■ Required action
Those lines of the data that hold the word "OnceLock" are to be copied out.

-- Exercise data follows --

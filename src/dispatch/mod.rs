//! # Remote Message Dispatch
//!
//! Interfaces for talking to the counter-party. The wire format and the HTTP
//! transport live behind [`RemoteMessageDispatcher`]; this crate only builds
//! [`RemoteMessage`] values and interprets the acknowledgement.

pub mod messages;

use crate::error::DispatchError;
use async_trait::async_trait;
use std::collections::HashMap;

pub use messages::{NegotiationAck, NegotiationEventType, ProtocolMessageBody, RemoteMessage};

/// Sends protocol messages to counter-party addresses
#[async_trait]
pub trait RemoteMessageDispatcher: Send + Sync {
    async fn dispatch(&self, message: RemoteMessage) -> Result<NegotiationAck, DispatchError>;
}

/// Resolves the address counter-parties should call back on for a protocol
pub trait CallbackAddressResolver: Send + Sync {
    fn resolve(&self, protocol: &str) -> Option<String>;
}

/// Resolver backed by a fixed protocol → address table
#[derive(Debug, Clone, Default)]
pub struct StaticCallbackResolver {
    addresses: HashMap<String, String>,
}

impl StaticCallbackResolver {
    pub fn new() -> Self {
        Self::default()
    }

    pub fn with_address(mut self, protocol: impl Into<String>, address: impl Into<String>) -> Self {
        self.addresses.insert(protocol.into(), address.into());
        self
    }
}

impl CallbackAddressResolver for StaticCallbackResolver {
    fn resolve(&self, protocol: &str) -> Option<String> {
        self.addresses.get(protocol).cloned()
    }
}
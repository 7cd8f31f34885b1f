//! # Structured Logging Module
//!
//! Environment-aware `tracing` setup. Console output by default, JSON lines
//! when `NEGOTIATION_LOG_FORMAT=json`. The level comes from `RUST_LOG` when
//! set, otherwise from the deployment environment.

use std::sync::OnceLock;
use tracing_subscriber::{fmt, layer::SubscriberExt, util::SubscriberInitExt, EnvFilter, Layer};

static LOGGER_INITIALIZED: OnceLock<()> = OnceLock::new();

pub const LOG_FORMAT_ENV: &str = "NEGOTIATION_LOG_FORMAT";

/// Initialize structured logging once per process
pub fn init_structured_logging() {
    LOGGER_INITIALIZED.get_or_init(|| {
        let environment = get_environment();
        let filter = EnvFilter::try_from_default_env()
            .unwrap_or_else(|_| EnvFilter::new(get_log_level(&environment)));
        let json = wants_json(std::env::var(LOG_FORMAT_ENV).ok().as_deref());

        let layer = if json {
            fmt::layer()
                .with_target(true)
                .with_thread_ids(true)
                .with_ansi(false)
                .json()
                .with_filter(filter)
                .boxed()
        } else {
            fmt::layer()
                .with_target(true)
                .with_thread_ids(true)
                .with_ansi(true)
                .with_filter(filter)
                .boxed()
        };

        // Embedding applications may already own the global subscriber
        if tracing_subscriber::registry().with(layer).try_init().is_err() {
            tracing::debug!("Global tracing subscriber already initialized, keeping it");
            return;
        }

        tracing::info!(
            environment = %environment,
            json,
            "Structured logging initialized"
        );
    });
}

fn get_environment() -> String {
    std::env::var("NEGOTIATION_ENV")
        .or_else(|_| std::env::var("APP_ENV"))
        .unwrap_or_else(|_| "development".to_string())
}

fn get_log_level(environment: &str) -> &'static str {
    match environment {
        "production" => "info",
        _ => "debug",
    }
}

fn wants_json(format: Option<&str>) -> bool {
    format.is_some_and(|f| f.eq_ignore_ascii_case("json"))
}

/// Uniform record for one negotiation operation
pub fn log_negotiation_operation(
    operation: &str,
    negotiation_id: Option<&str>,
    negotiation_type: Option<&str>,
    state: Option<&str>,
    status: &str,
    details: Option<&str>,
) {
    tracing::info!(
        operation = %operation,
        negotiation_id = negotiation_id,
        negotiation_type = negotiation_type,
        state = state,
        status = %status,
        details = details,
        "NEGOTIATION_OPERATION"
    );
}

-- Exercise data concluded --

■ Exercise response
use std::sync::OnceLock;
static LOGGER_INITIALIZED: OnceLock<()> = OnceLock::new();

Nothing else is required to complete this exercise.